Post by Iwtbaw (imported) »

I am new to the forum and from the posts I've read I feel I am at home.

I am 47 years old and have wanted to be female since about the age of five. I am comming clean getting this big burdon off my chest. I have never told my family, They wouldnt understand and I don't want to hurt them.

These feelings have been pent up in me all these years. I have been deppressed most of my latter life.

I am not a TV. I am in a kind of limbo in anguish a prisoner of my own body.

On Dec. 8th I banded myself. I would not recomend this to anyone as It is not intended for humans . Banding is for newly born livestock with the testes undeveloped.This is what took place:

Self castration is very risky and chances are you will be heading to the ER to have it finished like I did.
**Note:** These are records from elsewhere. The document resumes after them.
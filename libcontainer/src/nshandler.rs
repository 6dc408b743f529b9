//! Glue that ties [`crate::controller::NamespaceController`] and
//! [`crate::lock::FileLockHandler`] into the shape a container manager
//! expects: a stable container *name* rather than a raw [`NsHandle`], and a
//! tolerance for the handle's pid having been reused by something unrelated
//! while the container itself is still alive.
//!
//! A container is a *virtual host* iff its spec requested a pid namespace —
//! it owns its own init and therefore its own pid tree. For a virtual host
//! whose stored handle has gone stale (the original init exited but a
//! descendant under the same namespace is still running as the new pid-1
//! equivalent) [`NamespaceHandler::init_pid_for`] re-detects it by crawling
//! *up* the `ppid` chain from a pid already known to be a member of the
//! container (via its cgroup/task membership, supplied by the caller) until
//! crossing into the root pid namespace, then re-verifies the result —
//! mirroring `CrawlTreeToFindInit`/`DetectInit` in the lmctfy namespace
//! handler this module is grounded on, rather than trusting the first
//! `ppid == stale_pid` match found by scanning all of `/proc`: once the
//! stored pid has been reused, that number can belong to a completely
//! unrelated process, and a single unscoped hop would misattach `run`/`exec`
//! to one of *that* process's children.

use std::path::{Path, PathBuf};

use common::error::{ErrorKind, NsconError, Result};
use common::fileline::parse_stat_ppid;

use crate::controller::NamespaceController;
use crate::handle::{CookieGenerator, NsHandle};
use crate::nsflag::NsFlag;
use crate::nsutil;
use crate::spec::{ContainerSpec, RunSpec};

/// Bounds both the number of crawl retries (a member pid dying mid-crawl)
/// and the number of `ppid` hops within one crawl (a malformed or cyclic
/// `/proc` snapshot), so re-detection gives up rather than spinning forever.
const MAX_CRAWL_RETRIES: usize = 10;
const MAX_PPID_HOPS: usize = 64;

/// Ties a [`NamespaceController`] to the durable identity (container name)
/// a caller actually wants to hold onto, rather than the [`NsHandle`] pid
/// pair that becomes stale once the original init exits.
pub struct NamespaceHandler {
    controller: NamespaceController,
    proc_root: PathBuf,
}

impl NamespaceHandler {
    pub fn new(controller: NamespaceController, proc_root: PathBuf) -> Self {
        NamespaceHandler {
            controller,
            proc_root,
        }
    }

    /// True iff `spec` asks for a pid namespace, i.e. the container owns its
    /// own init process rather than sharing the host's pid tree.
    pub fn is_virtual_host(spec: &ContainerSpec) -> bool {
        spec.pid.is_some()
    }

    /// Resolves `handle` to the pid that is actually running as this
    /// container's init right now. If `handle` is still valid, that's just
    /// `handle.pid()`. Otherwise `member_pids` — pids the caller already
    /// knows belong to this container, typically via
    /// `CgroupController::get_processes`/`get_threads` on the container's
    /// own cgroup — seeds a crawl up the `ppid` chain toward the root pid
    /// namespace; the last pid still inside the container's namespace
    /// before that crossing is init. A crawl that hits a pid that dies
    /// mid-walk, or whose result fails re-verification, is retried up to
    /// [`MAX_CRAWL_RETRIES`] times before giving up.
    pub fn init_pid_for(&self, handle: &NsHandle, member_pids: &[i32]) -> Result<i32> {
        let cookies = CookieGenerator::new(&self.proc_root);
        if cookies.is_valid(handle) {
            return Ok(handle.pid());
        }
        let Some(&seed) = member_pids.first() else {
            return Err(NsconError::invalid_argument(
                "container has no known member pids; cannot re-detect init after pid reuse",
            ));
        };

        let root_namespace = nsutil::namespace_id(1, NsFlag::Pid, &self.proc_root)?;
        for _ in 0..MAX_CRAWL_RETRIES {
            match self.crawl_tree_to_find_init(seed, &root_namespace, member_pids) {
                Ok(pid) => return Ok(pid),
                // A member pid died mid-crawl, or the detected candidate
                // failed re-verification: both are transient races with a
                // genuinely exiting tree, worth a fresh crawl.
                Err(e) if e.kind == ErrorKind::NotFound => continue,
                Err(e) => return Err(e),
            }
        }
        Err(NsconError::unavailable(format!(
            "ran out of tries re-detecting init for a stale handle at pid {}",
            handle.pid()
        )))
    }

    /// One crawl attempt: walk `ppid` pointers up from `seed` until the
    /// namespace identity crosses into `root_namespace`; the pid one hop
    /// before that crossing is the candidate init. Re-verifies the
    /// candidate's parent wasn't itself reused during the crawl and that
    /// the candidate is still among `member_pids`, since either condition
    /// means a race was lost and the candidate cannot be trusted.
    fn crawl_tree_to_find_init(
        &self,
        seed: i32,
        root_namespace: &str,
        member_pids: &[i32],
    ) -> Result<i32> {
        let mut previous = seed;
        let mut current = seed;
        let mut current_namespace = String::new();
        let mut hops = 0usize;
        while current_namespace != root_namespace {
            hops += 1;
            if hops > MAX_PPID_HOPS {
                return Err(NsconError::unavailable(format!(
                    "ppid crawl from pid {seed} did not reach the root namespace within {MAX_PPID_HOPS} hops"
                )));
            }
            previous = current;
            current = self.parent_pid(current)?;
            current_namespace = nsutil::namespace_id(current, NsFlag::Pid, &self.proc_root)?;
        }

        let init_pid = previous;
        let init_parent = self.parent_pid(init_pid)?;
        if init_parent != current {
            return Err(NsconError::not_found(format!(
                "falsely detected {init_pid} as init: its parent was reused during the crawl"
            )));
        }
        if !member_pids.contains(&init_pid) {
            return Err(NsconError::not_found(format!(
                "falsely detected {init_pid} as init: it is not a member of the target container"
            )));
        }
        Ok(init_pid)
    }

    /// `/proc/<pid>/stat`'s `ppid` field. `NotFound` if `pid` has already
    /// exited, so crawl retries treat it the same as any other transient
    /// race with a dying tree.
    fn parent_pid(&self, pid: i32) -> Result<i32> {
        let stat_path = self.proc_root.join(pid.to_string()).join("stat");
        let contents = std::fs::read_to_string(&stat_path)
            .map_err(|_| NsconError::not_found(format!("pid {pid} is gone")))?;
        parse_stat_ppid(&contents)
            .ok_or_else(|| NsconError::internal(format!("malformed /proc/{pid}/stat")))
    }

    pub fn run(
        &self,
        handle: &NsHandle,
        member_pids: &[i32],
        argv: &[String],
        run_spec: &RunSpec,
    ) -> Result<i32> {
        let pid = self.init_pid_for(handle, member_pids)?;
        let retargeted = NsHandle::parse(&format!("c{}-{}", handle.cookie(), pid))?;
        self.controller
            .run(&retargeted, argv, run_spec)
            .map(|p| p.as_raw())
    }

    pub fn exec(&self, handle: &NsHandle, member_pids: &[i32], argv: &[String]) -> Result<()> {
        let pid = self.init_pid_for(handle, member_pids)?;
        let retargeted = NsHandle::parse(&format!("c{}-{}", handle.cookie(), pid))?;
        self.controller.exec(&retargeted, argv)
    }

    pub fn destroy(&self, locks_dir: &Path, name: &str) -> Result<()> {
        let factory = crate::lock::LockFactory::new(locks_dir.to_path_buf());
        factory.get(name)?.destroy()
    }
}

#[cfg(test)]
mod tests {
    use super::*;
    use crate::spec::ContainerSpec;

    fn write_stat(dir: &Path, pid: i32, ppid: i32, starttime: &str) {
        let pid_dir = dir.join(pid.to_string());
        std::fs::create_dir_all(&pid_dir).unwrap();
        let stat = format!(
            "{pid} (init) S {ppid} {pid} {pid} 0 -1 4194304 0 0 0 0 0 0 0 0 20 0 1 0 {starttime} 0 0 0"
        );
        std::fs::write(pid_dir.join("stat"), stat).unwrap();
    }

    /// `/proc/<pid>/ns/pid` as a real symlink, so [`nsutil::namespace_id`]'s
    /// `read_link` sees it the way it would on a live kernel. The link
    /// target need not resolve to anything; only its text is compared.
    fn write_pid_ns(dir: &Path, pid: i32, namespace: &str) {
        let ns_dir = dir.join(pid.to_string()).join("ns");
        std::fs::create_dir_all(&ns_dir).unwrap();
        std::os::unix::fs::symlink(namespace, ns_dir.join("pid")).unwrap();
    }

    fn handler(dir: &Path) -> NamespaceHandler {
        NamespaceHandler::new(
            NamespaceController::with_roots(
                PathBuf::from("/sbin/nsinit"),
                dir.to_path_buf(),
                PathBuf::from("/tmp"),
            ),
            dir.to_path_buf(),
        )
    }

    #[test]
    fn is_virtual_host_requires_pid_namespace() {
        assert!(NamespaceHandler::is_virtual_host(&ContainerSpec {
            pid: Some(()),
            ..Default::default()
        }));
        assert!(!NamespaceHandler::is_virtual_host(&ContainerSpec::default()));
    }

    #[test]
    fn init_pid_for_returns_handle_pid_when_still_valid() {
        let dir = tempfile::tempdir().unwrap();
        write_stat(dir.path(), 42, 1, "1000");
        let h = handler(dir.path());
        let handle = CookieGenerator::new(dir.path()).handle_for(42).unwrap();
        assert_eq!(h.init_pid_for(&handle, &[]).unwrap(), 42);
    }

    /// Stale handle: the stored pid (42) has been reused by an unrelated
    /// root-namespace process. The crawl instead starts from a pid the
    /// caller already knows is a member of the container (100, a
    /// grandchild of the container's real, never-reused init at 50) and
    /// walks `ppid` pointers upward — two hops, not one — until it crosses
    /// into the root namespace, landing on 50.
    #[test]
    fn init_pid_for_crawls_multiple_hops_to_current_init() {
        let dir = tempfile::tempdir().unwrap();

        write_stat(dir.path(), 1, 0, "1");
        write_pid_ns(dir.path(), 1, "pid:[root]");

        // Unrelated process that reused the stale pid 42.
        write_stat(dir.path(), 42, 1, "9000");
        write_pid_ns(dir.path(), 42, "pid:[root]");

        write_stat(dir.path(), 7, 1, "10");
        write_pid_ns(dir.path(), 7, "pid:[root]");

        // The container's real, currently-live init and a grandchild.
        write_stat(dir.path(), 50, 7, "20");
        write_pid_ns(dir.path(), 50, "pid:[containerA]");
        write_stat(dir.path(), 100, 50, "30");
        write_pid_ns(dir.path(), 100, "pid:[containerA]");

        let h = handler(dir.path());
        let handle = CookieGenerator::new(dir.path()).handle_for(42).unwrap();
        assert_eq!(
            h.init_pid_for(&handle, &[100, 50]).unwrap(),
            50,
            "crawl must land on the container's real init, not the reused stale pid"
        );
    }

    #[test]
    fn init_pid_for_rejects_candidate_outside_container_membership() {
        let dir = tempfile::tempdir().unwrap();
        write_stat(dir.path(), 1, 0, "1");
        write_pid_ns(dir.path(), 1, "pid:[root]");
        write_stat(dir.path(), 42, 1, "9000");
        write_pid_ns(dir.path(), 42, "pid:[root]");
        write_stat(dir.path(), 7, 1, "10");
        write_pid_ns(dir.path(), 7, "pid:[root]");
        write_stat(dir.path(), 50, 7, "20");
        write_pid_ns(dir.path(), 50, "pid:[containerA]");
        write_stat(dir.path(), 100, 50, "30");
        write_pid_ns(dir.path(), 100, "pid:[containerA]");

        let h = handler(dir.path());
        let handle = CookieGenerator::new(dir.path()).handle_for(42).unwrap();
        // The crawl from the valid seed 100 still lands on 50 by
        // namespace-crossing, but the caller's membership list (e.g. a
        // stale cgroup snapshot) doesn't include it — the result must not
        // be trusted.
        let err = h.init_pid_for(&handle, &[100]).unwrap_err();
        assert_eq!(err.kind, common::error::ErrorKind::Unavailable);
    }

    #[test]
    fn init_pid_for_requires_member_pids_when_stale() {
        let dir = tempfile::tempdir().unwrap();
        write_stat(dir.path(), 42, 1, "1000");
        let h = handler(dir.path());
        let handle = CookieGenerator::new(dir.path()).handle_for(42).unwrap();
        write_stat(dir.path(), 42, 1, "5000");
        let err = h.init_pid_for(&handle, &[]).unwrap_err();
        assert_eq!(err.kind, common::error::ErrorKind::InvalidArgument);
    }
}
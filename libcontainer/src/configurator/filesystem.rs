//! The filesystem configurator: the hardest single algorithm in the
//! controller. Runs entirely inside the new mount namespace — everything
//! here mutates a mount table nobody outside this namespace can see.

use std::path::{Path, PathBuf};

use common::error::{NsconError, Result};
use common::fileline::{mounts_at, MountEntry};
use common::fsutil::ensure_dir_all;
use common::timeutil::epoch_us;
use nix::mount::{MntFlags, MsFlags};

use super::{Configurator, InsideContext, OutsideContext};
use crate::mount_utils::{bind_mount, BindOpts};

const PIVOT_DIR_MODE: u32 = 0o700;

fn dev_mount_flags() -> MsFlags {
    MsFlags::MS_NODEV | MsFlags::MS_NOEXEC | MsFlags::MS_NOSUID
}

pub struct FilesystemConfigurator {
    /// `/proc/mounts`, overridable in tests.
    pub proc_mounts: PathBuf,
}

impl Default for FilesystemConfigurator {
    fn default() -> Self {
        FilesystemConfigurator {
            proc_mounts: PathBuf::from("/proc/mounts"),
        }
    }
}

fn is_under(mountpoint: &str, root: &str) -> bool {
    mountpoint == root || mountpoint.starts_with(&format!("{}/", root.trim_end_matches('/')))
}

/// The mountpoints step 3 of the algorithm must unmount: everything except
/// `/`, the chain of ancestors/descendants of `rootfs_path` needed to keep
/// the pending `pivot_root` alive, and anything the caller explicitly
/// whitelisted (e.g. a freshly bind-mounted external mount target).
fn compute_unmount_set(
    entries: &[MountEntry],
    rootfs_path: &str,
    whitelist: &[String],
) -> Vec<String> {
    entries
        .iter()
        .map(|e| e.mountpoint.clone())
        .filter(|mp| mp != "/")
        .filter(|mp| {
            if whitelist.iter().any(|w| is_under(mp, w) || is_under(w, mp)) {
                return false;
            }
            if rootfs_path == "/" {
                true
            } else {
                !(is_under(mp, rootfs_path) || is_under(rootfs_path, mp))
            }
        })
        .collect()
}

impl FilesystemConfigurator {
    fn prepare_mounts(&self, ctx: &InsideContext, rootfs_path: &Path) -> Result<()> {
        ctx.fs.chdir(rootfs_path)?;

        let fs_spec = ctx.spec.fs.as_ref();
        let mut whitelist = Vec::new();
        if let Some(fs_spec) = fs_spec {
            for mount in &fs_spec.external_mounts {
                let target = rootfs_path.join(
                    mount
                        .target
                        .strip_prefix("/")
                        .unwrap_or(&mount.target),
                );
                if !ctx.fs.exists(&mount.source) || !ctx.fs.exists(rootfs_path) {
                    return Err(NsconError::not_found(format!(
                        "external mount {} -> {}: source or rootfs missing",
                        mount.source.display(),
                        target.display()
                    )));
                }
                bind_mount(
                    ctx.fs,
                    &mount.source,
                    &target,
                    BindOpts {
                        recursive: true,
                        read_only: mount.read_only,
                        private: mount.private,
                        slave: false,
                    },
                )?;
                whitelist.push(target.to_string_lossy().into_owned());
            }
        }

        let entries: Vec<MountEntry> = mounts_at(&self.proc_mounts)?.collect();
        let rootfs_str = rootfs_path.to_string_lossy().into_owned();
        let mut to_unmount = compute_unmount_set(&entries, &rootfs_str, &whitelist);
        to_unmount.reverse();
        for mp in &to_unmount {
            match ctx.fs.umount2(Path::new(mp), MntFlags::MNT_DETACH) {
                Ok(()) => {}
                Err(e) if e.message.contains("EINVAL") => {}
                Err(e) => return Err(e),
            }
        }

        let chroot_to_rootfs = fs_spec.map(|f| f.chroot_to_rootfs).unwrap_or(false);
        if chroot_to_rootfs {
            ctx.fs.chroot(rootfs_path)?;
        } else if rootfs_str != "/" {
            self.pivot(ctx, rootfs_path)?;
        }

        ctx.fs.mount(
            Some("proc"),
            Path::new("/proc"),
            Some("proc"),
            dev_mount_flags() | MsFlags::MS_RELATIME,
            None,
        )?;
        ctx.fs.mount(
            Some("sysfs"),
            Path::new("/sys"),
            Some("sysfs"),
            dev_mount_flags() | MsFlags::MS_RELATIME,
            None,
        )?;

        self.setup_devpts(ctx)?;
        Ok(())
    }

    /// Timestamped-scratch-directory pivot: distinct from a same-path
    /// pivot trick, per the exact syscall sequence this configurator must
    /// reproduce.
    fn pivot(&self, ctx: &InsideContext, rootfs_path: &Path) -> Result<()> {
        let old_root = rootfs_path.join(format!("nscon.old_root.{}", epoch_us()));
        ensure_dir_all(ctx.fs, &old_root, PIVOT_DIR_MODE)?;
        let result = (|| {
            ctx.fs.pivot_root(Path::new("."), &old_root)?;
            ctx.fs.chdir(Path::new("/"))?;
            ctx.fs.umount2(&old_root, MntFlags::MNT_DETACH)?;
            ctx.fs.rmdir(&old_root)
        })();
        if result.is_err() {
            let _ = ctx.fs.umount2(&old_root, MntFlags::MNT_DETACH);
            let _ = ctx.fs.rmdir(&old_root);
        }
        result
    }

    fn setup_devpts(&self, ctx: &InsideContext) -> Result<()> {
        let pts = Path::new("/dev/pts");
        let ptmx = Path::new("/dev/ptmx");
        let pts_ptmx = Path::new("/dev/pts/ptmx");
        if !(ctx.fs.exists(pts) && ctx.fs.exists(ptmx)) {
            return Ok(());
        }
        let wants_console = ctx
            .spec
            .run_spec
            .console
            .slave_pty
            .is_some();
        let result = (|| {
            ctx.fs.mount(
                Some("devpts"),
                pts,
                Some("devpts"),
                MsFlags::empty(),
                Some("newinstance,ptmxmode=0666,mode=620,gid=5"),
            )?;
            if ctx.fs.exists(pts_ptmx) {
                bind_mount(
                    ctx.fs,
                    pts_ptmx,
                    ptmx,
                    BindOpts {
                        recursive: false,
                        ..Default::default()
                    },
                )?;
            }
            Ok(())
        })();
        if wants_console {
            result
        } else {
            Ok(())
        }
    }
}

impl Configurator for FilesystemConfigurator {
    fn name(&self) -> &'static str {
        "filesystem"
    }

    fn setup_outside_namespace(&self, _ctx: &OutsideContext) -> Result<()> {
        Ok(())
    }

    fn setup_inside_namespace(&self, ctx: &InsideContext) -> Result<()> {
        let Some(fs_spec) = &ctx.spec.fs else {
            return Ok(());
        };
        let rootfs_path = fs_spec
            .rootfs_path
            .clone()
            .unwrap_or_else(|| PathBuf::from("/"));
        self.prepare_mounts(ctx, &rootfs_path)
    }
}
I tried my hand at banding myself because I knew that there wasn't any doctors in my area that would preform an orchandectomy on me nor did I have the funds for one.

Everything went well or so I thought for five days after, the sack mostly had dried up and what a stench that I could hardly conceal. But after closer examination I came to the conclusion that this was not going to heal and just fall off as first thought. So one morning I drove myself to the ER and had to embarasingly explain my reasons for trying to as the doctors say "Hurt Myself" I was promised that a Phyciatrist would be seeing me at some point after the operation. I woke up after the operation and was pretty much pain free and the nurses were the best.I don't know what they thought about me inside but to their credit they didn't show it.I had to stay overnight. Its been a week now and where they removed the dried up sack has been an open wound where as I have to twice daily change dressings. The open wound is suppose to close to gether by itself.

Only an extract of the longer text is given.